Sherlock nodded. “I know.”

John looked at Sherlock with fondness mixed with humor, touch of exasperation, and understanding before clearing his throat. “Okay,” he said, picking his paper back up. “Well, maybe something good will come along. Something else suited to your unorthodox methods.”

“Mmm,” Sherlock grunted, unconvinced.

With a glance at John to make sure that his focus was back on his paper, Sherlock pulled his cell phone from his pocket. Quickly, he composed the text:

_Reexamine the dinner with his cousin. Scotland Yard has it wrong about her._

Moments later his phone buzzed. Bunter responded,

_Got it. Peter already thinks it suspiciously perfect._

Sherlock glanced at John, who was still absorbed in whatever story he was reading, and smiled. 
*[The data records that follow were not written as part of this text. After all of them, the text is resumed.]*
use actix_web::http::header::USER_AGENT;
use actix_web::{web, HttpRequest, HttpResponse};
use chrono::Utc;
use serde_json::json;

use crate::cosmic_client::CosmicClient;
use crate::domain::analytics_event::{
    AnalyticsStats, NewAnalyticsEvent, TrackEventBody, ANALYTICS_EVENT_OBJECT_TYPE,
};
use crate::record_store::RecordStore;
use crate::routes::ApiError;

#[tracing::instrument(
    name = "Track an analytics event handler",
    skip(body, req, cosmic_client),
    fields(event_type = %body.event_type)
)]
pub async fn handle_track_event(
    body: web::Json<TrackEventBody>,
    req: HttpRequest,
    cosmic_client: web::Data<CosmicClient>,
) -> Result<HttpResponse, ApiError> {
    let user_agent = req
        .headers()
        .get(USER_AGENT)
        .and_then(|value| value.to_str().ok());
    let event = NewAnalyticsEvent::parse(body.into_inner(), user_agent)
        .map_err(ApiError::ValidationError)?;

    cosmic_client
        .insert_one(event.into_object(Utc::now()))
        .await
        .map_err(ApiError::unexpected("Failed to track event"))?;

    Ok(HttpResponse::Ok().json(json!({ "success": true })))
}

#[tracing::instrument(name = "Analytics stats handler", skip(cosmic_client))]
pub async fn handle_analytics_stats(
    cosmic_client: web::Data<CosmicClient>,
) -> Result<HttpResponse, ApiError> {
    let events = cosmic_client
        .find(ANALYTICS_EVENT_OBJECT_TYPE, json!({}))
        .await
        .map_err(ApiError::unexpected("Failed to fetch stats"))?;

    Ok(HttpResponse::Ok().json(AnalyticsStats::from_events(&events)))
}
use actix_web::{web, HttpResponse};
use serde_json::json;

use crate::cosmic_client::CosmicClient;
use crate::domain::content::ContentKind;
use crate::record_store::RecordStore;
use crate::routes::ApiError;

#[tracing::instrument(name = "List website content handler", skip(cosmic_client))]
pub async fn handle_list_content(
    kind: web::Path<String>,
    cosmic_client: web::Data<CosmicClient>,
) -> Result<HttpResponse, ApiError> {
    let kind = ContentKind::parse(&kind).map_err(|err| {
        tracing::error!("Unknown content kind: {}", err);
        ApiError::NotFound("Content type not found")
    })?;

    let objects = cosmic_client
        .find(kind.object_type(), json!({}))
        .await
        .map_err(ApiError::unexpected("Failed to fetch content"))?;

    Ok(HttpResponse::Ok().json(json!({ "objects": kind.arrange(objects) })))
}
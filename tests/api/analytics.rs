use reqwest::Method;
use serde_json::json;
use wiremock::matchers::{any, body_partial_json, method, path};
use wiremock::{Mock, ResponseTemplate};

use crate::helpers::{find_query, response_json, TestApp, OBJECTS_PATH};

#[tokio::test]
async fn track_stores_the_event_with_the_user_agent() {
    let test_app = TestApp::spawn_app().await;

    Mock::given(method("POST"))
        .and(path(OBJECTS_PATH))
        .and(body_partial_json(json!({
            "type": "analytics-events",
            "metadata": {
                "event_type": "cta_click",
                "event_data": "{\"button\":\"hero\"}",
                "page_url": "/pricing",
                "user_agent": "integration-test"
            }
        })))
        .respond_with(ResponseTemplate::new(201).set_body_json(json!({
            "object": { "id": "event-1", "metadata": {} }
        })))
        .expect(1)
        .mount(&test_app.cosmic_server)
        .await;

    let response = test_app
        .request(Method::POST, "/api/analytics/track")
        .header("User-Agent", "integration-test")
        .json(&json!({
            "eventType": "cta_click",
            "eventData": { "button": "hero" },
            "pageUrl": "/pricing"
        }))
        .send()
        .await
        .expect("Failed to execute request.");

    assert_eq!(200, response.status().as_u16());
    assert_eq!(response_json(response).await, json!({ "success": true }));
}

#[tokio::test]
async fn track_returns_400_without_event_type() {
    let test_app = TestApp::spawn_app().await;

    let response = test_app
        .post_json("/api/analytics/track", &json!({ "pageUrl": "/pricing" }))
        .await;

    assert_eq!(400, response.status().as_u16());
    assert_eq!(
        response_json(response).await,
        json!({ "error": "Event type is required" })
    );
}

#[tokio::test]
async fn stats_aggregate_the_stored_events() {
    let test_app = TestApp::spawn_app().await;

    Mock::given(method("GET"))
        .and(path(OBJECTS_PATH))
        .and(find_query("analytics-events"))
        .respond_with(ResponseTemplate::new(200).set_body_json(json!({
            "objects": [
                { "id": "1", "metadata": { "event_type": "cta_click", "timestamp": "t1", "page_url": "/" } },
                { "id": "2", "metadata": { "event_type": "cta_click", "timestamp": "t2", "page_url": "/pricing" } },
                { "id": "3", "metadata": { "timestamp": "t3" } }
            ]
        })))
        .expect(1)
        .mount(&test_app.cosmic_server)
        .await;

    let response = test_app.get("/api/analytics/stats").await;

    assert_eq!(200, response.status().as_u16());

    let stats = response_json(response).await;

    assert_eq!(stats["totalEvents"], 3);
    assert_eq!(stats["eventsByType"], json!({ "cta_click": 2, "unknown": 1 }));
    assert_eq!(stats["recentEvents"][1]["pageUrl"], "/pricing");
    assert_eq!(stats["recentEvents"][2]["type"], json!(null));
}

#[tokio::test]
async fn stats_are_empty_when_no_event_exists() {
    let test_app = TestApp::spawn_app().await;

    Mock::given(method("GET"))
        .respond_with(ResponseTemplate::new(404))
        .mount(&test_app.cosmic_server)
        .await;

    let response = test_app.get("/api/analytics/stats").await;

    assert_eq!(
        response_json(response).await,
        json!({ "totalEvents": 0, "eventsByType": {}, "recentEvents": [] })
    );
}

#[tokio::test]
async fn stats_return_500_when_the_backend_fails() {
    let test_app = TestApp::spawn_app().await;

    Mock::given(any())
        .respond_with(ResponseTemplate::new(500))
        .mount(&test_app.cosmic_server)
        .await;

    let response = test_app.get("/api/analytics/stats").await;

    assert_eq!(500, response.status().as_u16());
    assert_eq!(
        response_json(response).await,
        json!({ "error": "Failed to fetch stats" })
    );
}
use actix_web::{web, HttpResponse};
use chrono::Utc;
use serde_json::json;

use crate::cosmic_client::CosmicClient;
use crate::domain::contact_submission::{ContactBody, NewContactSubmission};
use crate::record_store::RecordStore;
use crate::routes::ApiError;

#[tracing::instrument(
    name = "Submit the contact form handler",
    skip(body, cosmic_client),
    fields(contact_email = %body.email)
)]
pub async fn handle_contact(
    body: web::Json<ContactBody>,
    cosmic_client: web::Data<CosmicClient>,
) -> Result<HttpResponse, ApiError> {
    let submission: NewContactSubmission = body
        .into_inner()
        .try_into()
        .map_err(ApiError::ValidationError)?;

    let object = cosmic_client
        .insert_one(submission.into_object(Utc::now().date_naive()))
        .await
        .map_err(ApiError::unexpected("Failed to submit contact form"))?;

    Ok(HttpResponse::Ok().json(json!({
        "success": true,
        "message": "Contact form submitted successfully",
        "id": object.id,
    })))
}
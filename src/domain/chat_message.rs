use chrono::NaiveDate;
use serde::Deserialize;
use serde_json::json;

use crate::record_store::NewObject;

pub const CHAT_MESSAGE_OBJECT_TYPE: &str = "chat-messages";

#[derive(Deserialize, Default)]
#[serde(default)]
pub struct ChatBody {
    pub name: String,
    pub email: String,
    pub message: String,
    pub message_type: String,
}

#[derive(Debug)]
pub struct NewChatMessage {
    pub name: String,
    pub email: String,
    pub message: String,
    pub message_type: String,
}

impl TryFrom<ChatBody> for NewChatMessage {
    type Error = String;

    fn try_from(body: ChatBody) -> Result<Self, Self::Error> {
        let is_missing_field = [&body.name, &body.email, &body.message, &body.message_type]
            .iter()
            .any(|field| field.trim().is_empty());

        if is_missing_field {
            return Err(String::from("Missing required fields"));
        }

        Ok(NewChatMessage {
            name: body.name,
            email: body.email,
            message: body.message,
            message_type: body.message_type,
        })
    }
}

impl NewChatMessage {
    pub fn into_object(self, sent_on: NaiveDate) -> NewObject {
        NewObject::new(
            CHAT_MESSAGE_OBJECT_TYPE,
            format!("Chat from {}", self.name),
            json!({
                "name": self.name,
                "email": self.email,
                "message": self.message,
                "message_type": self.message_type,
                "timestamp": sent_on.format("%Y-%m-%d").to_string(),
            }),
        )
    }
}
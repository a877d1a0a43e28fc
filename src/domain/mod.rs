//! Domain layer: Core types and pure logic.
//!
//! This module contains plain Rust types with no I/O. All types are
//! serializable and the derivation formulas live here so that serving and
//! dataset cleaning share them.

pub mod cleaning;
pub mod features;
mod metrics;
mod patient;
mod prediction;
mod scaler;

pub use features::{derive, FeatureVector, FEATURE_COUNT, FEATURE_NAMES};
pub use metrics::{
    sample_roc_curve, ConfusionMatrix, DetailedMetrics, FeatureImportance, ModelAccuracies,
    RocPoint, MAX_ROC_POINTS,
};
pub use patient::{RawInput, DAYS_PER_YEAR};
#[cfg(test)]
pub(crate) use patient::sample_input;
pub use prediction::{PredictionResult, RiskLabel};
pub use scaler::{scale, ScalerError, ScalerState};
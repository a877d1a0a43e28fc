//! Adapters layer: Concrete implementations of ports and I/O edges.
//!
//! - `classifiers`: native evaluators for exported model artifacts
//! - `fs`: artifact directory store
//! - `manifest`: SHA-256 manifest and Ed25519 signature verification
//! - `sanitize`: redaction for log output
//! - `stdio`: line-delimited JSON transport
//! - `dataset`: CSV reading and writing for dataset cleaning

pub mod classifiers;
pub mod dataset;
pub mod fs;
pub mod manifest;
pub mod sanitize;
pub mod stdio;

// Re-export artifact error for lib.rs
pub use fs::ArtifactError;
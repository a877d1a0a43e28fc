//! Artifact store port: Trait for loading trained artifacts.
//!
//! This trait abstracts where the scaler, models and metrics documents live
//! (a local directory today) from the application logic.

use std::sync::Arc;

use crate::domain::{DetailedMetrics, ModelAccuracies, ScalerState};

use super::Classifier;

/// Trait for read-only access to training artifacts.
///
/// Every loader returns `Ok(None)` when the artifact is simply absent, so the
/// caller decides whether absence is tolerable.
pub trait ArtifactStore: Send + Sync {
    /// Error type for artifact operations.
    type Error: std::error::Error + Send + Sync + 'static;

    /// Load the fitted scaler.
    ///
    /// # Errors
    /// Returns error if the scaler exists but cannot be read, parsed or verified.
    fn load_scaler(&self) -> Result<Option<ScalerState>, Self::Error>;

    /// Load one classifier from a location relative to the store root.
    ///
    /// # Errors
    /// Returns error if the artifact exists but cannot be read, parsed or verified.
    fn load_model(&self, location: &str) -> Result<Option<Arc<dyn Classifier>>, Self::Error>;

    /// Load the per-model accuracy summary.
    ///
    /// # Errors
    /// Returns error if the document exists but cannot be read or parsed.
    fn load_summary_metrics(&self) -> Result<Option<ModelAccuracies>, Self::Error>;

    /// Load the detailed evaluation of the reference model.
    ///
    /// # Errors
    /// Returns error if the document exists but cannot be read or parsed.
    fn load_detailed_metrics(&self) -> Result<Option<DetailedMetrics>, Self::Error>;
}
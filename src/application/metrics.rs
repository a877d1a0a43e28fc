//! Metrics store: read accessor over the training-time evaluation documents.

use std::sync::Arc;

use crate::adapters::ArtifactError;
use crate::domain::{DetailedMetrics, ModelAccuracies};
use crate::ports::ArtifactStore;
use crate::{CardioError, Result};

/// Serves the summary and detailed metrics documents.
///
/// Every call reads through the store, so documents written by a later
/// training run are picked up without a restart.
pub struct MetricsStore<A: ArtifactStore> {
    store: Arc<A>,
}

impl<A: ArtifactStore> Clone for MetricsStore<A> {
    fn clone(&self) -> Self {
        Self {
            store: Arc::clone(&self.store),
        }
    }
}

impl<A> MetricsStore<A>
where
    A: ArtifactStore,
    A::Error: Into<ArtifactError>,
{
    #[must_use]
    pub fn new(store: Arc<A>) -> Self {
        Self { store }
    }

    /// Per-model test accuracy.
    ///
    /// # Errors
    /// Returns `MetricsNotFound` if the document is absent, or an artifact
    /// error if it cannot be read.
    pub fn get_summary(&self) -> Result<ModelAccuracies> {
        self.store
            .load_summary_metrics()
            .map_err(|e| CardioError::Artifact(e.into()))?
            .ok_or_else(|| CardioError::MetricsNotFound("Metrics".into()))
    }

    /// Detailed evaluation, with the ROC curve sampled to at most 20 points
    /// and feature importances sorted descending.
    ///
    /// # Errors
    /// Returns `MetricsNotFound` if the document is absent, or an artifact
    /// error if it cannot be read.
    pub fn get_detailed(&self) -> Result<DetailedMetrics> {
        self.store
            .load_detailed_metrics()
            .map_err(|e| CardioError::Artifact(e.into()))?
            .map(DetailedMetrics::normalized)
            .ok_or_else(|| CardioError::MetricsNotFound("Detailed metrics".into()))
    }
}
//! Ports layer: Trait definitions for external operations.
//!
//! Following Hexagonal Architecture, these traits define the boundaries
//! between the application and external systems (trained classifier
//! artifacts, the artifact directory).

mod artifacts;
mod classifier;

pub use artifacts::ArtifactStore;
pub use classifier::{check_input, Classifier, ModelError};
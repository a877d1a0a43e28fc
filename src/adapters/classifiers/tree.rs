//! Decision tree and random forest evaluators.
//!
//! Trees use the scikit-learn `tree_` array layout: node `i` is a leaf iff
//! `children_left[i] == -1`, otherwise the sample goes left when
//! `x[feature[i]] <= threshold[i]`.

use serde::{Deserialize, Serialize};

use crate::ports::{check_input, Classifier, ModelError};

const LEAF: i64 = -1;

/// Flat node arrays of one fitted tree.
#[derive(Debug, Clone, PartialEq, Serialize, Deserialize)]
pub struct TreeNodes {
    pub children_left: Vec<i64>,
    pub children_right: Vec<i64>,
    pub feature: Vec<i64>,
    pub threshold: Vec<f64>,
    /// Per-node class weights `[class 0, class 1]`
    pub value: Vec<[f64; 2]>,
}

impl TreeNodes {
    /// Check array shapes and that every split points forward.
    ///
    /// Children strictly after their parent guarantees traversal terminates.
    ///
    /// # Errors
    /// Returns `ModelError::Malformed` describing the first problem found.
    pub fn validate(&self, n_features: usize) -> Result<(), ModelError> {
        let n = self.children_left.len();
        if n == 0 {
            return Err(ModelError::Malformed("tree has no nodes".into()));
        }
        if self.children_right.len() != n
            || self.feature.len() != n
            || self.threshold.len() != n
            || self.value.len() != n
        {
            return Err(ModelError::Malformed("tree arrays differ in length".into()));
        }

        for i in 0..n {
            let (left, right) = (self.children_left[i], self.children_right[i]);
            if left == LEAF {
                let [c0, c1] = self.value[i];
                if !(c0.is_finite() && c1.is_finite()) || c0 < 0.0 || c1 < 0.0 || c0 + c1 <= 0.0 {
                    return Err(ModelError::Malformed(format!("leaf {i} has invalid value")));
                }
                continue;
            }
            let forward = |child: i64| child > i as i64 && (child as usize) < n;
            if !forward(left) || !forward(right) {
                return Err(ModelError::Malformed(format!(
                    "node {i} has invalid children ({left}, {right})"
                )));
            }
            let f = self.feature[i];
            if f < 0 || f as usize >= n_features {
                return Err(ModelError::Malformed(format!(
                    "node {i} splits on feature {f}, model has {n_features}"
                )));
            }
            if !self.threshold[i].is_finite() {
                return Err(ModelError::Malformed(format!("node {i} has non-finite threshold")));
            }
        }
        Ok(())
    }

    /// Class-1 probability at the leaf reached by `x`.
    fn leaf_probability(&self, x: &[f64]) -> f64 {
        let mut node = 0usize;
        while self.children_left[node] != LEAF {
            let f = self.feature[node] as usize;
            node = if x[f] <= self.threshold[node] {
                self.children_left[node] as usize
            } else {
                self.children_right[node] as usize
            };
        }
        let [c0, c1] = self.value[node];
        c1 / (c0 + c1)
    }
}

/// Single CART decision tree.
#[derive(Debug, Clone, PartialEq, Serialize, Deserialize)]
pub struct DecisionTree {
    pub n_features: usize,
    #[serde(flatten)]
    pub nodes: TreeNodes,
}

impl DecisionTree {
    /// # Errors
    /// See [`TreeNodes::validate`].
    pub fn validate(&self) -> Result<(), ModelError> {
        self.nodes.validate(self.n_features)
    }
}

impl Classifier for DecisionTree {
    fn kind(&self) -> &'static str {
        "decision_tree"
    }

    fn n_features(&self) -> usize {
        self.n_features
    }

    fn predict(&self, x: &[f64]) -> Result<u8, ModelError> {
        let p = self.predict_proba(x)?.unwrap_or_default();
        Ok(u8::from(p > 0.5))
    }

    fn predict_proba(&self, x: &[f64]) -> Result<Option<f64>, ModelError> {
        check_input(x, self.n_features)?;
        Ok(Some(self.nodes.leaf_probability(x)))
    }
}

/// Bagged ensemble of decision trees; probability is the tree average.
#[derive(Debug, Clone, PartialEq, Serialize, Deserialize)]
pub struct RandomForest {
    pub n_features: usize,
    pub trees: Vec<TreeNodes>,
}

impl RandomForest {
    /// # Errors
    /// Returns `ModelError::Malformed` for an empty forest or any invalid tree.
    pub fn validate(&self) -> Result<(), ModelError> {
        if self.trees.is_empty() {
            return Err(ModelError::Malformed("forest has no trees".into()));
        }
        for (i, tree) in self.trees.iter().enumerate() {
            tree.validate(self.n_features)
                .map_err(|e| ModelError::Malformed(format!("tree {i}: {e}")))?;
        }
        Ok(())
    }
}

impl Classifier for RandomForest {
    fn kind(&self) -> &'static str {
        "random_forest"
    }

    fn n_features(&self) -> usize {
        self.n_features
    }

    fn predict(&self, x: &[f64]) -> Result<u8, ModelError> {
        let p = self.predict_proba(x)?.unwrap_or_default();
        Ok(u8::from(p > 0.5))
    }

    fn predict_proba(&self, x: &[f64]) -> Result<Option<f64>, ModelError> {
        check_input(x, self.n_features)?;
        let total: f64 = self.trees.iter().map(|t| t.leaf_probability(x)).sum();
        Ok(Some(total / self.trees.len() as f64))
    }
}

#[cfg(test)]
mod tests {
    use super::*;

    /// Root splits on feature 0 at 0.5; left leaf is mostly class 0.
    fn stump(left: [f64; 2], right: [f64; 2]) -> TreeNodes {
        TreeNodes {
            children_left: vec![1, -1, -1],
            children_right: vec![2, -1, -1],
            feature: vec![0, -2, -2],
            threshold: vec![0.5, -2.0, -2.0],
            value: vec![[50.0, 50.0], left, right],
        }
    }

    #[test]
    fn test_tree_goes_left_on_equal_threshold() {
        let tree = DecisionTree {
            n_features: 2,
            nodes: stump([9.0, 1.0], [2.0, 8.0]),
        };
        assert!(tree.validate().is_ok());
        assert_eq!(tree.predict(&[0.5, 0.0]), Ok(0));
        assert_eq!(tree.predict_proba(&[0.5, 0.0]), Ok(Some(0.1)));
        assert_eq!(tree.predict(&[0.6, 0.0]), Ok(1));
        assert_eq!(tree.predict_proba(&[0.6, 0.0]), Ok(Some(0.8)));
    }

    #[test]
    fn test_tree_tie_is_class_zero() {
        let tree = DecisionTree {
            n_features: 1,
            nodes: stump([5.0, 5.0], [0.0, 1.0]),
        };
        assert_eq!(tree.predict(&[0.0]), Ok(0));
    }

    #[test]
    fn test_tree_parses_flat_layout() {
        let json = serde_json::json!({
            "n_features": 1,
            "children_left": [1, -1, -1],
            "children_right": [2, -1, -1],
            "feature": [0, -2, -2],
            "threshold": [0.0, -2.0, -2.0],
            "value": [[1.0, 1.0], [1.0, 0.0], [0.0, 1.0]]
        });
        let tree: DecisionTree = serde_json::from_value(json).expect("Should parse");
        assert!(tree.validate().is_ok());
        assert_eq!(tree.predict(&[1.0]), Ok(1));
    }

    #[test]
    fn test_validate_rejects_backward_child() {
        let mut nodes = stump([1.0, 0.0], [0.0, 1.0]);
        nodes.children_left[0] = 0;
        let err = nodes.validate(1).expect_err("Must fail");
        assert!(err.to_string().contains("node 0"));
    }

    #[test]
    fn test_validate_rejects_feature_out_of_range() {
        let mut nodes = stump([1.0, 0.0], [0.0, 1.0]);
        nodes.feature[0] = 3;
        assert!(nodes.validate(2).is_err());
    }

    #[test]
    fn test_forest_averages_trees() {
        let forest = RandomForest {
            n_features: 1,
            trees: vec![
                stump([1.0, 0.0], [0.0, 1.0]),
                stump([1.0, 0.0], [1.0, 1.0]),
                stump([0.0, 1.0], [1.0, 0.0]),
            ],
        };
        assert!(forest.validate().is_ok());

        // Right leaves: 1.0, 0.5, 0.0 -> 0.5, not above threshold
        let p = forest.predict_proba(&[1.0]).expect("Proba").expect("Supported");
        assert!((p - 0.5).abs() < 1e-12);
        assert_eq!(forest.predict(&[1.0]), Ok(0));

        // Left leaves: 0.0, 0.0, 1.0 -> 1/3
        assert_eq!(forest.predict(&[0.0]), Ok(0));
    }

    #[test]
    fn test_forest_rejects_non_finite_input() {
        let forest = RandomForest {
            n_features: 1,
            trees: vec![stump([1.0, 0.0], [0.0, 1.0])],
        };
        assert_eq!(
            forest.predict(&[f64::INFINITY]),
            Err(ModelError::NonFiniteInput { index: 0 })
        );
    }

    #[test]
    fn test_empty_forest_is_malformed() {
        let forest = RandomForest {
            n_features: 1,
            trees: vec![],
        };
        assert!(forest.validate().is_err());
    }
}
//! Stdio transport: one JSON request per input line, one JSON response per
//! output line.
//!
//! The transport only frames lines; request semantics live in the handler.
//! Stdout carries responses exclusively, so logging must go elsewhere.

use std::io::{BufRead, Write};

use tracing::{debug, info, warn};

/// Counters reported when the input stream ends.
#[derive(Debug, Clone, Copy, Default, PartialEq, Eq)]
pub struct ServeStats {
    pub requests: u64,
    pub skipped: u64,
}

/// Strip leading and trailing ASCII whitespace from a raw line.
fn trim_line(mut line: &[u8]) -> &[u8] {
    while let [first, rest @ ..] = line {
        if !first.is_ascii_whitespace() {
            break;
        }
        line = rest;
    }
    while let [rest @ .., last] = line {
        if !last.is_ascii_whitespace() {
            break;
        }
        line = rest;
    }
    line
}

/// Serve requests from `input` until EOF, writing each response to `output`.
///
/// Lines are handed to `handle` as raw bytes so that a line which is not
/// valid UTF-8 still gets a response from the handler instead of ending the
/// stream. Blank lines are skipped. Responses are flushed per line so a
/// driving process can work interactively.
///
/// # Errors
/// Returns an I/O error if reading input or writing a response fails.
pub fn serve<R, W, F>(mut input: R, mut output: W, mut handle: F) -> std::io::Result<ServeStats>
where
    R: BufRead,
    W: Write,
    F: FnMut(&[u8]) -> String,
{
    let mut stats = ServeStats::default();
    let mut buf = Vec::new();
    info!("stdio transport: serving requests");

    loop {
        buf.clear();
        match input.read_until(b'\n', &mut buf) {
            Ok(0) => break,
            Ok(_) => {}
            Err(e) => {
                warn!("stdio transport read error: {e}");
                return Err(e);
            }
        }
        let line = trim_line(&buf);
        if line.is_empty() {
            stats.skipped += 1;
            continue;
        }

        stats.requests += 1;
        let response = handle(line);
        debug!(request = stats.requests, "stdio transport: responding");
        writeln!(output, "{response}")?;
        output.flush()?;
    }

    info!(
        requests = stats.requests,
        "stdio transport: input closed"
    );
    Ok(stats)
}
//! Native evaluators for exported classifier artifacts.
//!
//! Each trained estimator is exported as a JSON document tagged by `"kind"`.
//! Parsing and validation happen once at load; evaluation afterwards is pure
//! arithmetic over the stored parameters.

mod boosted;
mod knn;
mod linear;
mod svm;
mod tree;

use std::sync::Arc;

use serde::{Deserialize, Serialize};

use crate::ports::{Classifier, ModelError};

pub use boosted::{BoostedTrees, RegressionTree};
pub use knn::{KNearestNeighbors, Weights};
pub use linear::LogisticRegression;
pub use svm::{Kernel, SupportVectorClassifier};
pub use tree::{DecisionTree, RandomForest, TreeNodes};

/// Serialized form of every supported classifier.
#[derive(Debug, Clone, PartialEq, Serialize, Deserialize)]
#[serde(tag = "kind", rename_all = "snake_case")]
pub enum ClassifierArtifact {
    LogisticRegression(LogisticRegression),
    DecisionTree(DecisionTree),
    RandomForest(RandomForest),
    #[serde(rename = "xgboost")]
    XgBoost(BoostedTrees),
    Svc(SupportVectorClassifier),
    Knn(KNearestNeighbors),
}

impl ClassifierArtifact {
    /// Validate the parameters and wrap them behind the capability trait.
    ///
    /// # Errors
    /// Returns `ModelError::Malformed` if the artifact fails validation.
    pub fn build(self) -> Result<Arc<dyn Classifier>, ModelError> {
        Ok(match self {
            Self::LogisticRegression(m) => {
                m.validate()?;
                Arc::new(m)
            }
            Self::DecisionTree(m) => {
                m.validate()?;
                Arc::new(m)
            }
            Self::RandomForest(m) => {
                m.validate()?;
                Arc::new(m)
            }
            Self::XgBoost(m) => {
                m.validate()?;
                Arc::new(m)
            }
            Self::Svc(m) => {
                m.validate()?;
                Arc::new(m)
            }
            Self::Knn(m) => {
                m.validate()?;
                Arc::new(m)
            }
        })
    }
}

/// Parse and validate a classifier from JSON bytes.
///
/// # Errors
/// Returns `ModelError::Malformed` for unknown kinds, bad JSON or invalid parameters.
pub fn from_json(bytes: &[u8]) -> Result<Arc<dyn Classifier>, ModelError> {
    let artifact: ClassifierArtifact =
        serde_json::from_slice(bytes).map_err(|e| ModelError::Malformed(e.to_string()))?;
    artifact.build()
}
**Notes for the Chapter:**

> 1\. Yes, that’s a medical real journal and yes, that’s a real article about poisoning. It’s in the December 2013 issue.  
> 2\. For those not familiar with Lord Peter Wimsey, the case of Harriet Vane (whom he falls in love with and saves from the gallows) is told in Strong Poison. I’ve added the twist that it was Sherlock who was behind the reason for why Wimsey was sitting in court that day – Sayers opens the book with Peter observing the court’s proceedings and never does tell us why he was there in the first place. So, there you go.  
> 3\. Remember that foamy thing in the fridge with the label way back at the beginning of the story? There's your mold. The marmalade John had in the morning was sealed, though, so he should be fine.  
> 4\. Thank you all so, so much for reading. It’s been a lovely time writing two of my favorite detectives (and their companions) into a single story and I’m glad others seemed to enjoy it as well.